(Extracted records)
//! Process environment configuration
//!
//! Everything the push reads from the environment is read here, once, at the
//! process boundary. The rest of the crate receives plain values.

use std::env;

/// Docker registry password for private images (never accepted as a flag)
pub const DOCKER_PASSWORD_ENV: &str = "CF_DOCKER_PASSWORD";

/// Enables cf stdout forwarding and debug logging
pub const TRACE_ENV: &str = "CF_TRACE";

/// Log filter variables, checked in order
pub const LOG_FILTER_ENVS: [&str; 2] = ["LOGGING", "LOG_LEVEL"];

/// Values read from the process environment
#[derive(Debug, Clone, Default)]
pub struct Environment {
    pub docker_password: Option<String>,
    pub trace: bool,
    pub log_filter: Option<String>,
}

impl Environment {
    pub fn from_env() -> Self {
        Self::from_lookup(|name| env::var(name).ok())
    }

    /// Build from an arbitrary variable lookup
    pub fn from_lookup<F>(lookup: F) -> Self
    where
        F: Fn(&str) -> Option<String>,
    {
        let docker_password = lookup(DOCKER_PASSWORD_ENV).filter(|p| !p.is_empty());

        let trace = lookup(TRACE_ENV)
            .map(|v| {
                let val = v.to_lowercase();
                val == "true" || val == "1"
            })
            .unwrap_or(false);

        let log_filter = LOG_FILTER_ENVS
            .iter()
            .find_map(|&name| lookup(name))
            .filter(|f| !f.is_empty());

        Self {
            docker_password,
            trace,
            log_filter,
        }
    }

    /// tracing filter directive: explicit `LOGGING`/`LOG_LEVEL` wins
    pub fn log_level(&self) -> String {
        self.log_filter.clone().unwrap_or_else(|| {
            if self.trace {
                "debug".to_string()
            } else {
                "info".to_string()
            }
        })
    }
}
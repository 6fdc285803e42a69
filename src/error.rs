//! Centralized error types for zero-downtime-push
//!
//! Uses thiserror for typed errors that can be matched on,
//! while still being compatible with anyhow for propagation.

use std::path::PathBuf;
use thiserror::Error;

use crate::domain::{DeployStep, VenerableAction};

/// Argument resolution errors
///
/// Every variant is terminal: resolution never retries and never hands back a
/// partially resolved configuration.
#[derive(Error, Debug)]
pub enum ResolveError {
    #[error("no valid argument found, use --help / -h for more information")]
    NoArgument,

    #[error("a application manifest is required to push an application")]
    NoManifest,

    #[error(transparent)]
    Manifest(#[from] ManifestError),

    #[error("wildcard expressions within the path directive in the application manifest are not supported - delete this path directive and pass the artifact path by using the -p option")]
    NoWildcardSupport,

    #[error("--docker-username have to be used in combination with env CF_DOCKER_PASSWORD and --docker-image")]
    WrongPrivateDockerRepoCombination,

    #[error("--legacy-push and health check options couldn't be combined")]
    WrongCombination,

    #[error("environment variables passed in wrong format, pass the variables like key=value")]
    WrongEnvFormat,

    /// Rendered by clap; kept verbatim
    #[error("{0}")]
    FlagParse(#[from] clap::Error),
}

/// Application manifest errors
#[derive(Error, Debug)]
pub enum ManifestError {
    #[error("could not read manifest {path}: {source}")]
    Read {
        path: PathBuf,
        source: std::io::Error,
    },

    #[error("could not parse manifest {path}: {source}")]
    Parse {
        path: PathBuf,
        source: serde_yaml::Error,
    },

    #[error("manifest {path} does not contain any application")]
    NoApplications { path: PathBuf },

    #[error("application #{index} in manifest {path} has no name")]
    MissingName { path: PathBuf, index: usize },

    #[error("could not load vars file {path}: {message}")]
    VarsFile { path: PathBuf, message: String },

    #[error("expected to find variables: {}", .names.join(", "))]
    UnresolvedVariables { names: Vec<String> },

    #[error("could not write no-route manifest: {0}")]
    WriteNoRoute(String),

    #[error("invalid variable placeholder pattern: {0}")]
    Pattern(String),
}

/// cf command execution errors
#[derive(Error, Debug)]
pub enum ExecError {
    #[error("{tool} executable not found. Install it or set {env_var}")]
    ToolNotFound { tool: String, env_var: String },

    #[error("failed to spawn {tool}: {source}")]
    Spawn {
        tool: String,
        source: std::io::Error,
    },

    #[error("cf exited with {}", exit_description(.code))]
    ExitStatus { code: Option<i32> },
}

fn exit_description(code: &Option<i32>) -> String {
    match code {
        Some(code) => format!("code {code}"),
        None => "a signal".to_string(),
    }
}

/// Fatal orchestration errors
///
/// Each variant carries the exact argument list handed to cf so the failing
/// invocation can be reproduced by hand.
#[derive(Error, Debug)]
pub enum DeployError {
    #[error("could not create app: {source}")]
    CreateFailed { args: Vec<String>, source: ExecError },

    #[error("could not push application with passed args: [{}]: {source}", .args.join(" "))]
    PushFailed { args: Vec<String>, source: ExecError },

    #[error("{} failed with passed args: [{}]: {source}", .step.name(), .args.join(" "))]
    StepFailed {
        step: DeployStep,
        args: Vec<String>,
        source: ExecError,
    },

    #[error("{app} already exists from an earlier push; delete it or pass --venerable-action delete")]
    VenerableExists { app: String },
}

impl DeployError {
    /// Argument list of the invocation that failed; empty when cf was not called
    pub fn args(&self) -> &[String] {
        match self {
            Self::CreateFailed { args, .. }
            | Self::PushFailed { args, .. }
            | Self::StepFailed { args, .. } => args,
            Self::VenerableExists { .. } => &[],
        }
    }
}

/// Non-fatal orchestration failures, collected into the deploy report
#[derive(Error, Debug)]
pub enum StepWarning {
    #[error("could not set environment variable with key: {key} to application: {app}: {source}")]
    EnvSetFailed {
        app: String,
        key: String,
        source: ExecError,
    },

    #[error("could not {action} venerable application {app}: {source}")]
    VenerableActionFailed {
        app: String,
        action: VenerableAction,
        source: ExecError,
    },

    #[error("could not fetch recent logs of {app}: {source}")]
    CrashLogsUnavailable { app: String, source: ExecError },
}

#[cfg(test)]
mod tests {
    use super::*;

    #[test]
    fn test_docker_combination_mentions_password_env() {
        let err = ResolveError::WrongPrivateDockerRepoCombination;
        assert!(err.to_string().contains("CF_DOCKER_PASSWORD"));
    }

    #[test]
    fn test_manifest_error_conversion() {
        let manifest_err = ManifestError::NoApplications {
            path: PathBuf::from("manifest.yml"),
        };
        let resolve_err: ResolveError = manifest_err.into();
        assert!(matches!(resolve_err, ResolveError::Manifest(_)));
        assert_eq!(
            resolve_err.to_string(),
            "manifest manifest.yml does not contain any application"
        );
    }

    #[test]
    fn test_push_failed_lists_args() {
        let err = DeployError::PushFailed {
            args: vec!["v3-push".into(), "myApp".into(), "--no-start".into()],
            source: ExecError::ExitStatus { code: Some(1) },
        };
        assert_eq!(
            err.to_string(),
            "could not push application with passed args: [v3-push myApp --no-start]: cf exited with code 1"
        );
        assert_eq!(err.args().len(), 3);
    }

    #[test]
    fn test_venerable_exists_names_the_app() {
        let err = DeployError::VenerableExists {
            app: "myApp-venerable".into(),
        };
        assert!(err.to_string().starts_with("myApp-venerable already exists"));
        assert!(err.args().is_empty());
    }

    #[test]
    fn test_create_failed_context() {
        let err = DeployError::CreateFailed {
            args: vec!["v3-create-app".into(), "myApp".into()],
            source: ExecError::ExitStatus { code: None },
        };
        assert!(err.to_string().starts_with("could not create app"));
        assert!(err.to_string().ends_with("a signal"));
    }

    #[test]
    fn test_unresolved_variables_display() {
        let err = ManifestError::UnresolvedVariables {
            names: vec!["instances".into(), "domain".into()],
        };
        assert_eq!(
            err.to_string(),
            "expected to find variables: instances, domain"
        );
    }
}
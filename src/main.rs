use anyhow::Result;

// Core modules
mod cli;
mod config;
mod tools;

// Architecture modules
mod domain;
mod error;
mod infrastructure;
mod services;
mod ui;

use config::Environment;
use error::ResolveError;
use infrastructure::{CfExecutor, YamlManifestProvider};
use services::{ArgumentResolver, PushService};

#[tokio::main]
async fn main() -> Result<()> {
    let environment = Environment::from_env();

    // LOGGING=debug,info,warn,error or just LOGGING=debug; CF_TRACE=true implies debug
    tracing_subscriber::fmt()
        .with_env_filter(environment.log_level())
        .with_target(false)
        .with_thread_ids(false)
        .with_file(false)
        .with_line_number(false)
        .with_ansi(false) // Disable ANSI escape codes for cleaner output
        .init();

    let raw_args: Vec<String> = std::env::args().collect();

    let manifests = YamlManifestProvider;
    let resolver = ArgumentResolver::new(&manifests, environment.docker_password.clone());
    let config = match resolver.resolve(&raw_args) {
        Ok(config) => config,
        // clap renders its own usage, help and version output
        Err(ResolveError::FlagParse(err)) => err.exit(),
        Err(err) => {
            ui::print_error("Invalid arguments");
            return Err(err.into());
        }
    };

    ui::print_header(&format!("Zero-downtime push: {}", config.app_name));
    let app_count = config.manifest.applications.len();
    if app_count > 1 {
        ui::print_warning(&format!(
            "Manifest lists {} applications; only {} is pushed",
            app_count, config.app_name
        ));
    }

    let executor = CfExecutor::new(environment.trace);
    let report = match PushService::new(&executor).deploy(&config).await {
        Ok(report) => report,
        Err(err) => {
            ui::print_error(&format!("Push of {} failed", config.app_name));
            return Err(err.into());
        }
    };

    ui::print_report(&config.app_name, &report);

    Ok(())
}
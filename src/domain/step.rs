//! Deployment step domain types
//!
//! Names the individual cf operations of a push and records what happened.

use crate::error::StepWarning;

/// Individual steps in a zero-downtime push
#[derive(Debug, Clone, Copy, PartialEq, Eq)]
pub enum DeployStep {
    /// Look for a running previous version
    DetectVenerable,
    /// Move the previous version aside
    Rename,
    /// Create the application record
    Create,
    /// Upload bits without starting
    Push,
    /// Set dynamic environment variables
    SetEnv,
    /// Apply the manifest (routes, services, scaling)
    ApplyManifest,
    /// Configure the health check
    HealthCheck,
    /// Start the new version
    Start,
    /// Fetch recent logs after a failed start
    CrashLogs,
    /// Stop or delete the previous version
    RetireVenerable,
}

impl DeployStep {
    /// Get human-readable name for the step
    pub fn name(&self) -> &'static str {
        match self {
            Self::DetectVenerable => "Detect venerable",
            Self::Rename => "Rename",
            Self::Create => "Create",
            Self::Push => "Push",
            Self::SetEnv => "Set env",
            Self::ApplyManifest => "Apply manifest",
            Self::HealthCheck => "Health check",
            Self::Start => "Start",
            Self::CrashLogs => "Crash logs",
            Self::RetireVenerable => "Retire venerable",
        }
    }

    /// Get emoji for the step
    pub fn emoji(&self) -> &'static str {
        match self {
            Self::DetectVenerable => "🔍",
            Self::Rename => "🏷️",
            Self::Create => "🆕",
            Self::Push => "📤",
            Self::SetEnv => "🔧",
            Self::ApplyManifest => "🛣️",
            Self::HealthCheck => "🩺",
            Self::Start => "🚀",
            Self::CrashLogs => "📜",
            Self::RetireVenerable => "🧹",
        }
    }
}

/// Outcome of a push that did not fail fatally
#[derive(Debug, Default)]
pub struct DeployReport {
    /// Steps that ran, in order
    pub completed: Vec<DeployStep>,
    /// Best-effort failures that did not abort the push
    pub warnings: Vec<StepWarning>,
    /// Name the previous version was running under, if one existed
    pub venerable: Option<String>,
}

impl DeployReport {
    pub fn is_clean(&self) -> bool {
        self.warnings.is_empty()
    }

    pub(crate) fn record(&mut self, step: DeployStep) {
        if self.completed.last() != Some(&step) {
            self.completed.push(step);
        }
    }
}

→ **EXERCISE DIRECTIONS**:
Copy every line above in which the string "infrastructure" shows up.

→ **FINISHED TASK**:
mod infrastructure;
use infrastructure::{CfExecutor, YamlManifestProvider};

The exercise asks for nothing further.